→ **PROBLEM DETAILS**
Please repeat the listing exactly, starting at its first line and stopping after the line that contains "Report lexical errors".

[Opening EXERCISE INPUTS section]

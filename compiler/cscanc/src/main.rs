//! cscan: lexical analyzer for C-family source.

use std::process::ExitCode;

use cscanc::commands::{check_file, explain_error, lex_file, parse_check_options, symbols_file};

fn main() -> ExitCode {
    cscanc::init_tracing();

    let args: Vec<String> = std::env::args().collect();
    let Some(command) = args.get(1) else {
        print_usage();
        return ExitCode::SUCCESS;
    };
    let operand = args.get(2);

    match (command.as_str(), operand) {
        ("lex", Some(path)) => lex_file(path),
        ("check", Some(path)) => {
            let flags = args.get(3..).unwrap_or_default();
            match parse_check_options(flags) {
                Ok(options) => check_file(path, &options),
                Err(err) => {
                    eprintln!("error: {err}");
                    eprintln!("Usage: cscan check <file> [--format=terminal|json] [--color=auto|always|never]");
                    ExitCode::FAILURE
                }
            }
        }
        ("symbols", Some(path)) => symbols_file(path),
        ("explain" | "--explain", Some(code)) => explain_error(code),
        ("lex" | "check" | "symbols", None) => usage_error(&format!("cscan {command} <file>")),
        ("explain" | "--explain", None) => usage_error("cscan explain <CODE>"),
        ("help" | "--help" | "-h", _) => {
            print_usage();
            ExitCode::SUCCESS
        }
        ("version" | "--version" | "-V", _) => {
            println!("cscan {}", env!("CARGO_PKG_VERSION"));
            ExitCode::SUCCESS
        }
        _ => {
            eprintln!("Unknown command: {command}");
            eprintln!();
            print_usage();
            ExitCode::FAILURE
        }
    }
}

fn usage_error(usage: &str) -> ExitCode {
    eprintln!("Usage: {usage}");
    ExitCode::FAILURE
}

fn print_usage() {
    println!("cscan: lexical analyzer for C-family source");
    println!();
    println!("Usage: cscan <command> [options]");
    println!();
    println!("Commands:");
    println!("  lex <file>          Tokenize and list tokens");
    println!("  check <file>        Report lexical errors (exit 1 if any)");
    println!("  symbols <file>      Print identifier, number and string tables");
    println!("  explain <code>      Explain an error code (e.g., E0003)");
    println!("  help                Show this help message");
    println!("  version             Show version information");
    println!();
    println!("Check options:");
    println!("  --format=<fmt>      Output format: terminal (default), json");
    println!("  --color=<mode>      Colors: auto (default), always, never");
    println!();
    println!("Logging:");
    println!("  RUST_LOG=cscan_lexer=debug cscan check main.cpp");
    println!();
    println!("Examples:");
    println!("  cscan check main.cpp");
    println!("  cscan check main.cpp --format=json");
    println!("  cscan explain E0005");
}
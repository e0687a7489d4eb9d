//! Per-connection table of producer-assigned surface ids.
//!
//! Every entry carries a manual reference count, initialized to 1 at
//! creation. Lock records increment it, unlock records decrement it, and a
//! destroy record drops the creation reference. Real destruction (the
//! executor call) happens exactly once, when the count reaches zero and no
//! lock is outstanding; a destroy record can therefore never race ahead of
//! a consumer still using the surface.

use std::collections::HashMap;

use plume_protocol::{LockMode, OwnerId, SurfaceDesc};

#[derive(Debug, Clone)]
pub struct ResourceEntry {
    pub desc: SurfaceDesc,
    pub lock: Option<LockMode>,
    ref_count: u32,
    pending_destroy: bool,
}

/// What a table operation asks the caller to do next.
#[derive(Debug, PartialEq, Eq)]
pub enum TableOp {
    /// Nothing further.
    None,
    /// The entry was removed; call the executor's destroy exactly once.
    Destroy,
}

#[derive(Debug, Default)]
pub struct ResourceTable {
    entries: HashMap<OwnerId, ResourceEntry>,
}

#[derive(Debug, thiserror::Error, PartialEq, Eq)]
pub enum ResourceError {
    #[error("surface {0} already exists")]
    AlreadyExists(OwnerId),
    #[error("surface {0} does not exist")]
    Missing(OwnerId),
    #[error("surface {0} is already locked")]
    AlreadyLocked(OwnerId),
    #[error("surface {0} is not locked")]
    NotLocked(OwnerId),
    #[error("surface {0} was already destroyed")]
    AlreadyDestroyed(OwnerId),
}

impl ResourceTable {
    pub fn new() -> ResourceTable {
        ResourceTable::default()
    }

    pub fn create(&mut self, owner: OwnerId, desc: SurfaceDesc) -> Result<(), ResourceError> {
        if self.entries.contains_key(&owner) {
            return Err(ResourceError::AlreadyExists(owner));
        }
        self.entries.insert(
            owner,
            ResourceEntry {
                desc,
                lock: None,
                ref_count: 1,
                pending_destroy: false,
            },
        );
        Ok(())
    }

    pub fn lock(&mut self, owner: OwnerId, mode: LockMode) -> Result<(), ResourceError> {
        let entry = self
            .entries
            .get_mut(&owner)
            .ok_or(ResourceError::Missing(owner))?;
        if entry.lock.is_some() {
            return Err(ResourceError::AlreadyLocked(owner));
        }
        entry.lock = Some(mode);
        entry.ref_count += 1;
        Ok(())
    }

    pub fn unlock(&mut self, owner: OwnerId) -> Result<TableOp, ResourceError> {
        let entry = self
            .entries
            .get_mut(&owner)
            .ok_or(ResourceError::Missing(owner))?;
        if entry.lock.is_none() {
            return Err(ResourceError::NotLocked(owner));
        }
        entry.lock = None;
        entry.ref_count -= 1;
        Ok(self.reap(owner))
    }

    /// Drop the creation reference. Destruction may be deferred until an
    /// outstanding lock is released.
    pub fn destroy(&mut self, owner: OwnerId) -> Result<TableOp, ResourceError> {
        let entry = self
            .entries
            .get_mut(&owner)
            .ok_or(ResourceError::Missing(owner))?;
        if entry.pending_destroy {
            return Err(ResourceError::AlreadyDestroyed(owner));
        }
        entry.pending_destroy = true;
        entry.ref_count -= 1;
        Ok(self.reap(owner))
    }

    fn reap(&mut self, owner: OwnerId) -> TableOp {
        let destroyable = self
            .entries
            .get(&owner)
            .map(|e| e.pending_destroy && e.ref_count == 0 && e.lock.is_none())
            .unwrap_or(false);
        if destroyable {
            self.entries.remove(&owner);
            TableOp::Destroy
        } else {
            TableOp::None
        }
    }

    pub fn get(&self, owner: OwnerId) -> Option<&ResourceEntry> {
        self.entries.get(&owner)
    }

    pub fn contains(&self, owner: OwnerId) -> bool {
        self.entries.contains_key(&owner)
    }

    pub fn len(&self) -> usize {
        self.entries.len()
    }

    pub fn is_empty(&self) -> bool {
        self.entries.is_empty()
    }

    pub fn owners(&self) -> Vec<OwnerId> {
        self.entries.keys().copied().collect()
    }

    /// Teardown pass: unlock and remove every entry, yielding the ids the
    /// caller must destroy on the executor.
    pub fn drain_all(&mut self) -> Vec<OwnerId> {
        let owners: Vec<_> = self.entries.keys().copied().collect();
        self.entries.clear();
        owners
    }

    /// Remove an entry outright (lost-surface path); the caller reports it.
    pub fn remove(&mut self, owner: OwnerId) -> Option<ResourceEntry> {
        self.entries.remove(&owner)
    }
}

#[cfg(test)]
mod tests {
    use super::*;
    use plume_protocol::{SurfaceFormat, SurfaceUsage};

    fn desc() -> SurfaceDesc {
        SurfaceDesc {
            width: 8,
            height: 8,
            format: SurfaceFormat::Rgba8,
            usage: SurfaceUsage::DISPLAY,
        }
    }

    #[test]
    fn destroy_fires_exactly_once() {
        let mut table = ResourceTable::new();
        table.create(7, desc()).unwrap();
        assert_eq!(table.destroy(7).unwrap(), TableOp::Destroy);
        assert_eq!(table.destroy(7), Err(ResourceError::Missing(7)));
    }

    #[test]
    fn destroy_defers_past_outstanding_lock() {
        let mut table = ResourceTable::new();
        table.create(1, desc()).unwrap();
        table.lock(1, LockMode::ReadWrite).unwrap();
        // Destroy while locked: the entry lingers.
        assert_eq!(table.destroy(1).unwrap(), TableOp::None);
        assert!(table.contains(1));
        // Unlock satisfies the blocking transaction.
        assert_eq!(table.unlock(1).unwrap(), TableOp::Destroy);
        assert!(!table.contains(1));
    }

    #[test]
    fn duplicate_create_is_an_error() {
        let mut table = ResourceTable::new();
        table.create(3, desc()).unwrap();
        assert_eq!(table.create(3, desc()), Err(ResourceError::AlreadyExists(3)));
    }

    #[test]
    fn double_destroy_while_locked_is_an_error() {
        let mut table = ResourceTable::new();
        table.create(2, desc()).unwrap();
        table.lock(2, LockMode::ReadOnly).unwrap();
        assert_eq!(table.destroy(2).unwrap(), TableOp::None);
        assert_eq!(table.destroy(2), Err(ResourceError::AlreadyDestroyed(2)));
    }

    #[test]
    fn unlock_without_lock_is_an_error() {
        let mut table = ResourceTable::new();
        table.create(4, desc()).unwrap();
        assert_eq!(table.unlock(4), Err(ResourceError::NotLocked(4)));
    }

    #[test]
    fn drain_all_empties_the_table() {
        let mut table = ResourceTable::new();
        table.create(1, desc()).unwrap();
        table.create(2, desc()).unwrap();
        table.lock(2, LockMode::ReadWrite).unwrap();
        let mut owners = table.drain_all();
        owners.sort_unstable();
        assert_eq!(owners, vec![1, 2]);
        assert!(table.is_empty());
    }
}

[Closing EXERCISE INPUTS section]

→ **SOLUTION FOR THIS PROBLEM**
filename compiler/cscanc/src/main.rs
//! cscan: lexical analyzer for C-family source.

use std::process::ExitCode;

use cscanc::commands::{check_file, explain_error, lex_file, parse_check_options, symbols_file};

fn main() -> ExitCode {
    cscanc::init_tracing();

    let args: Vec<String> = std::env::args().collect();
    let Some(command) = args.get(1) else {
        print_usage();
        return ExitCode::SUCCESS;
    };
    let operand = args.get(2);

    match (command.as_str(), operand) {
        ("lex", Some(path)) => lex_file(path),
        ("check", Some(path)) => {
            let flags = args.get(3..).unwrap_or_default();
            match parse_check_options(flags) {
                Ok(options) => check_file(path, &options),
                Err(err) => {
                    eprintln!("error: {err}");
                    eprintln!("Usage: cscan check <file> [--format=terminal|json] [--color=auto|always|never]");
                    ExitCode::FAILURE
                }
            }
        }
        ("symbols", Some(path)) => symbols_file(path),
        ("explain" | "--explain", Some(code)) => explain_error(code),
        ("lex" | "check" | "symbols", None) => usage_error(&format!("cscan {command} <file>")),
        ("explain" | "--explain", None) => usage_error("cscan explain <CODE>"),
        ("help" | "--help" | "-h", _) => {
            print_usage();
            ExitCode::SUCCESS
        }
        ("version" | "--version" | "-V", _) => {
            println!("cscan {}", env!("CARGO_PKG_VERSION"));
            ExitCode::SUCCESS
        }
        _ => {
            eprintln!("Unknown command: {command}");
            eprintln!();
            print_usage();
            ExitCode::FAILURE
        }
    }
}

fn usage_error(usage: &str) -> ExitCode {
    eprintln!("Usage: {usage}");
    ExitCode::FAILURE
}

fn print_usage() {
    println!("cscan: lexical analyzer for C-family source");
    println!();
    println!("Usage: cscan <command> [options]");
    println!();
    println!("Commands:");
    println!("  lex <file>          Tokenize and list tokens");
    println!("  check <file>        Report lexical errors (exit 1 if any)");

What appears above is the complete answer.